The infamous Brazilian blowout--a Keratin-based semi-permanent hair straightening treatment--has gone from hugely popular to hugely controversial due to reports of potentially dangerous levels of formaldehyde found in the treatment. Earlier this year, the US Department of Labor released a hazard alert about the dangers of straightening formulas that contain formaldehyde, causing salons and fans of the treatment (myself included) to question whether or not they're worth the risk.
According to a report in WWD this morning, a ruling is expected for September 26 or 27 to determine once and for all whether or not these products are safe, based on studies being conducted by the Cosmetic Industry Review. (They're an independent panel group who, according to their website, "thoroughly reviews and assesses the safety of ingredients used in cosmetics in an open, unbiased, and expert manner, and publishes the results in the peer-reviewed scientific literature.")
As one of those people whose life has been changed by this treatment, I sincerely hope they don't end up determining that all keratin treatment cause nose cancer or something (bye, nose). However, if that does happen, new formaldehyde-free treatments are popping up all over the place (one of our writer's even tried one and seemed happy with it).
The market for Brazilian keratin treatments has weakened since the government investigations began, so huge salon brands like Bumble & Bumble (who used to offer the Brazilian Blowout and stopped) and L'Oreal are capitalizing on our formaldehyde fear by introducing new products. Bumble & Bumble's cleverly-named Concen-straight Pro is not only free of the embalming fluid ingredient, but also vegan--apparently, keratin is derived from animals, so instead they use a hydrolyzed wheat protein.

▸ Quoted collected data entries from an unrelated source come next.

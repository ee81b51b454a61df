// Copyright 2026 U.S. Federal Government (in countries where recognized)
// SPDX-License-Identifier: Apache-2.0

// Embedded / no_std codec demo
//
// Walks through the API a firmware build uses with `default-features = false`:
// a stack-allocated request, decoding the transmit seconds out of a receive
// buffer, and the calendar fields drawn on the screen. Nothing here touches
// the heap or `std::io`.
//
// Usage:
//   cargo run -p ntp_clock-proto --example embedded_nostd

use clock_proto::error::ParseError;
use clock_proto::protocol::{FromBytes, PACKET_SIZE, Packet};
use clock_proto::{WeekdayLabels, apply_offset, decode_reply, encode_request, to_civil};

const UTC_OFFSET_HOURS: i32 = 7;

fn main() {
    println!("=== no_std NTP clock codec ===");
    println!();

    // ── 1. Request ─────────────────────────────────────────────────────
    let request = encode_request();
    println!("Request ({} bytes):", request.len());
    println!(
        "  LI/VN/Mode {:#04x}  stratum {}  poll {}  precision {:#04x}",
        request[0], request[1], request[2], request[3]
    );
    println!(
        "  reference id {:?}",
        core::str::from_utf8(&request[12..16]).unwrap_or("?")
    );
    println!();

    // ── 2. Reply as it would sit in the transceiver's receive buffer ───
    let mut rx_buf = [0u8; PACKET_SIZE];
    rx_buf[0] = 0x24; // LI 0, version 4, server
    rx_buf[1] = 2;
    rx_buf[40..44].copy_from_slice(&3_913_054_800u32.to_be_bytes());

    let (header, _) = Packet::from_bytes(&rx_buf).expect("full header");
    println!(
        "Reply header: mode {:?}, stratum {}",
        header.mode, header.stratum.0
    );

    let epoch = decode_reply(&rx_buf).expect("reply has transmit seconds");
    println!("Unix seconds: {}", epoch);
    println!();

    // ── 3. Civil time for both screen regions ──────────────────────────
    let utc = to_civil(epoch);
    let local = to_civil(apply_offset(epoch, UTC_OFFSET_HOURS));
    for (title, t) in [("UTC", utc), ("UTC+7", local)] {
        println!(
            "  {:<6} [{}] {}  {}",
            title,
            WeekdayLabels::Vietnamese.label(t.weekday),
            t.date_line(),
            t.clock_line()
        );
    }
    println!();

    // ── 4. Truncated datagrams are reported, never panicked on ─────────
    match decode_reply(&rx_buf[..20]) {
        Err(ParseError::MalformedReply { needed, available }) => {
            println!("Truncated reply rejected: needed {needed}, got {available}");
        }
        other => panic!("expected MalformedReply, got {:?}", other),
    }
}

L'Oreal's Xtenso Moisturist is different from protein-based treatments in that it's a "chemical straightening service" that is "very specialized and technical," according to L'Oreal's director of marketing. The treatment costs upwards of $250, while Bumble's is around $385 and both claim to offer customizable levels of straightness. Bumble will also offer an at-home do-it-yourself version for $45.
If Brazilian Blowout and its formaldehyde-containing competitors are ruled unsafe, salons will have to follow suit in offering new formaldehyde-free straightening treatments, for the sheer profit factor alone. According to WWD, hair-smoothing treatments represent "hundreds of millions of dollars, if not $1 billion" in revenue per year for the salons that offer them.